Total talent management has been getting a lot of buzz in the workforce solution ecosystem lately, and there are wide-ranging opinions. Some dismiss the concept as nonsense, while others believe it is a key to creating a competitive advantage. Regardless, the concept is important less for what it does and more for what it represents: an acknowledgment that talent — particularly contingent — is more than an expense line and can be a true competitive differentiator when properly leveraged.
Staffing Industry Analysts defines total talent management as a workforce management strategy that includes an organization’s management of traditionally hired, in-house staff as well as contingent workers. Some interpret that to mean an integration of RPO and MSP strategies; however, achieving true total talent management is a very complicated endeavor. It becomes even more so the more expansive the definition of contingent labor is to an organization. For example, does the contingent workforce program include statement-of-work consultants, management consultants, outsource providers and/or even cognitive computing resources?
The more expansive the definition, the more the strategic value of HR becomes apparent; there are dozens of engagement methods and dozens of savings/value levers that can be brought to bear.
A total talent management strategy can be vital for companies where labor and quality of talent are valued and appreciated. For others, much less so. Accordingly, many program managers find themselves at a crossroads. To pursue cost savings via traditional margin capture strategies or pursue talent value by leveraging total talent management?
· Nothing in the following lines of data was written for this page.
//! Small numeric helpers shared by the indicator library, the aggregator and
//! the report writer.
//!
//! Undefined statistics are reported as `NaN` (window helpers) or `None`
//! (snapshot helpers) and never panic.

/// Arithmetic mean. `NaN` for an empty slice.
pub fn mean(data: &[f64]) -> f64 {
    if data.is_empty() {
        return f64::NAN;
    }
    data.iter().sum::<f64>() / data.len() as f64
}

/// Sample standard deviation (n - 1 denominator). `NaN` below two points.
pub fn std_dev(data: &[f64]) -> f64 {
    if data.len() < 2 {
        return f64::NAN;
    }
    let m = mean(data);
    let variance = data.iter().map(|x| (x - m).powi(2)).sum::<f64>() / (data.len() - 1) as f64;
    variance.sqrt()
}

/// `Some(value)` when the value is a usable number.
pub fn finite(value: f64) -> Option<f64> {
    if value.is_finite() {
        Some(value)
    } else {
        None
    }
}

/// Last element of an indicator column, if it is defined.
pub fn last_finite(column: &[f64]) -> Option<f64> {
    column.last().copied().and_then(finite)
}

/// Round to `decimals` places, half away from zero.
pub fn round_to(value: f64, decimals: i32) -> f64 {
    let factor = 10f64.powi(decimals);
    (value * factor).round() / factor
}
Each solution has its own unique merit, but in the end, few companies can see the tactical value and few CFOs validate program performance as commensurate with the herculean effort necessary to create a contingent workforce program.
While it is exciting to see programs strive to evolve beyond seeing a contingent workforce as a simple lever to address a tactical challenge, it is important to acknowledge that very few companies are successfully implementing — much less actively managing their workforces via — the total talent management approach.
That being said, organizations can still benefit greatly by starting to gather total talent management data — impending implementation or not. I often recommend companies consider their program from the point of revenue generation: How does labor and the quality — or lack thereof — contribute to your company’s bottom line? Work from the point of sale backward to educate yourself and begin to develop a model that gives a higher-level viewpoint to what was once not obvious.